The word "entries" marks the lines to keep; find each one in the data and copy it.

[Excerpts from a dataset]

*** Begin section ***

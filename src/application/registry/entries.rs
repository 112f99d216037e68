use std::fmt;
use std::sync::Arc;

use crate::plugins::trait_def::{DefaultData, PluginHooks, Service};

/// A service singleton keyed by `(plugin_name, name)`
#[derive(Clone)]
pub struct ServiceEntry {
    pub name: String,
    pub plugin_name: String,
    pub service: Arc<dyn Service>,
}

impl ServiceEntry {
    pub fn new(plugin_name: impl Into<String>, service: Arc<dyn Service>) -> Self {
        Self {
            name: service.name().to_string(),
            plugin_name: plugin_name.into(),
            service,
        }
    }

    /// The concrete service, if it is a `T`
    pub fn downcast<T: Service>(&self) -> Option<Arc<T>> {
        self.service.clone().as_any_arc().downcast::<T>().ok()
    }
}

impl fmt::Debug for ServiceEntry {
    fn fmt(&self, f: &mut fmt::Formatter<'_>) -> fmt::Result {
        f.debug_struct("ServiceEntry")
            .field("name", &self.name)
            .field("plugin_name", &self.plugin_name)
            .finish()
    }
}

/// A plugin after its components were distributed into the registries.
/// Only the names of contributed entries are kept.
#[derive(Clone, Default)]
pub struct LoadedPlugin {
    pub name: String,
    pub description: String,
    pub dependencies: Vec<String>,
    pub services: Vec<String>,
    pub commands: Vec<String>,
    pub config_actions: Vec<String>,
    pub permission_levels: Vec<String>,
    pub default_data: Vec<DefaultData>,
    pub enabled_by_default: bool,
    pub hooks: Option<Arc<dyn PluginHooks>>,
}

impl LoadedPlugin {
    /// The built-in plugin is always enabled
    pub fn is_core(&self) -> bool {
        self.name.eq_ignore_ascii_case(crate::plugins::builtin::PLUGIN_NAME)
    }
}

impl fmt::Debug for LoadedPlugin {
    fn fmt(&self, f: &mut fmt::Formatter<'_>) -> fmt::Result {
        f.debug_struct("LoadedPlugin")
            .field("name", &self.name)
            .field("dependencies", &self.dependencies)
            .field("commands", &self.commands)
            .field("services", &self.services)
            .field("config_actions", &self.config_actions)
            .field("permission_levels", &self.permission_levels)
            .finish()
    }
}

*** End section ***

### RESPONSE AREA
filename src/application/registry/entries.rs
/// Only the names of contributed entries are kept.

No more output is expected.